Back in January, phone maker Sony Ericsson filed a trademark infringement case against WiMax operator Clearwire, claiming Clearwire’s logo has gradually been getting closer and closer to Sony Ericsson’s own. Although a judge denied Sony Ericsson’s request that Clearwire immediately be barred from using its logo, Sony Ericsson now says the matter is resolved and it won’t be pursuing the trademark case against Clearwire. Why? According to Sony Ericsson, it’s because Clearwire told the court it has no plans to make Clearwire-branded smartphones.

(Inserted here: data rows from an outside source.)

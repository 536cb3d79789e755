use anyhow::{Result, anyhow};
use async_trait::async_trait;
use std::collections::HashMap;
use std::path::{Path, PathBuf};
use std::sync::{Arc, Mutex};

use crate::models::{FsEntry, FsMetadata};

use super::FileSystem;

#[derive(Clone, Debug)]
enum Response<T> {
    Ok(T),
    Err(String),
}

#[derive(Clone, Default)]
pub struct MockFileSystem {
    inner: Arc<Mutex<Inner>>,
}

#[derive(Default)]
struct Inner {
    dirs: HashMap<PathBuf, Response<Vec<FsEntry>>>,
    stats: HashMap<PathBuf, Response<FsMetadata>>,
    calls: Vec<PathBuf>,
}

impl MockFileSystem {
    pub fn set_dir_entries(&self, dir: impl Into<PathBuf>, entries: Vec<FsEntry>) {
        let mut inner = self.inner.lock().expect("mock fs lock");
        inner.dirs.insert(dir.into(), Response::Ok(entries));
    }

    pub fn set_dir_error(&self, dir: impl Into<PathBuf>, message: impl Into<String>) {
        let mut inner = self.inner.lock().expect("mock fs lock");
        inner.dirs.insert(dir.into(), Response::Err(message.into()));
    }

    pub fn set_metadata(&self, path: impl Into<PathBuf>, metadata: FsMetadata) {
        let mut inner = self.inner.lock().expect("mock fs lock");
        inner.stats.insert(path.into(), Response::Ok(metadata));
    }

    pub fn set_metadata_error(&self, path: impl Into<PathBuf>, message: impl Into<String>) {
        let mut inner = self.inner.lock().expect("mock fs lock");
        inner.stats.insert(path.into(), Response::Err(message.into()));
    }

    /// Directories the walker asked to list, in order.
    pub fn calls(&self) -> Vec<PathBuf> {
        let inner = self.inner.lock().expect("mock fs lock");
        inner.calls.clone()
    }
}

#[async_trait]
impl FileSystem for MockFileSystem {
    async fn read_dir(&self, dir: &Path) -> Result<Vec<FsEntry>> {
        let mut inner = self.inner.lock().expect("mock fs lock");
        inner.calls.push(dir.to_path_buf());

        match inner.dirs.get(dir) {
            Some(Response::Ok(entries)) => Ok(entries.clone()),
            Some(Response::Err(message)) => Err(anyhow!("{message}")),
            None => Err(anyhow!("no mock response for {}", dir.display())),
        }
    }

    async fn metadata(&self, path: &Path) -> Result<FsMetadata> {
        let inner = self.inner.lock().expect("mock fs lock");
        match inner.stats.get(path) {
            Some(Response::Ok(metadata)) => Ok(*metadata),
            Some(Response::Err(message)) => Err(anyhow!("{message}")),
            None => Err(anyhow!("no mock metadata for {}", path.display())),
        }
    }
}
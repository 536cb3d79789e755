use std::path::PathBuf;

use thiserror::Error;

use crate::flags::Flag;

/// User-facing failures, all raised before any filesystem traversal begins.
/// Per-entry metadata failures during traversal are recovered locally and
/// never surface here.
#[derive(Debug, Error, PartialEq, Eq)]
pub enum Error {
    #[error("invalid flag: {0}")]
    InvalidFlag(String),

    #[error("conflicting flags: {0} and {1}")]
    ConflictingFlags(Flag, Flag),

    #[error("invalid path: {}", .0.display())]
    InvalidPath(PathBuf),

    #[error("unexpected argument: {0}")]
    UnexpectedArgument(String),
}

Since launching WiMax service in 2008 and offering 4G mobile broadband services—most notably to Sprint—Clearwire has repeatedly indicated it intended to bring out its own Clearwire-branded handsets: a year ago, the company was claiming they would be out during 2010. However, since then the company has gone through layoffs and substantial restructuring, including the departure of former CEO William Morrow two months ago. Former VoiceStream and Western Wireless head John Stanton has been running the company while the firm looks for a new chief—and in the meantime Clearwire has reached a $1 billion settlement with Sprint over wholesale pricing that helps stabilize the company’s financial situation.
By telling the court the company has no plans to market Clearwire branded phones, Clearwire not only sidesteps the trademark infringement suit from Sony Ericsson, but also avoids another confrontation with Sprint, which had historically wanted to be the sole company offering WiMax-enabled devices to consumers in the United States. Although Clearwire continues to offer hotspots and WiMax cards for notebook computers, deciding to stay out of the smartphone market means the company won’t have to go head-to-head with Sprint—again.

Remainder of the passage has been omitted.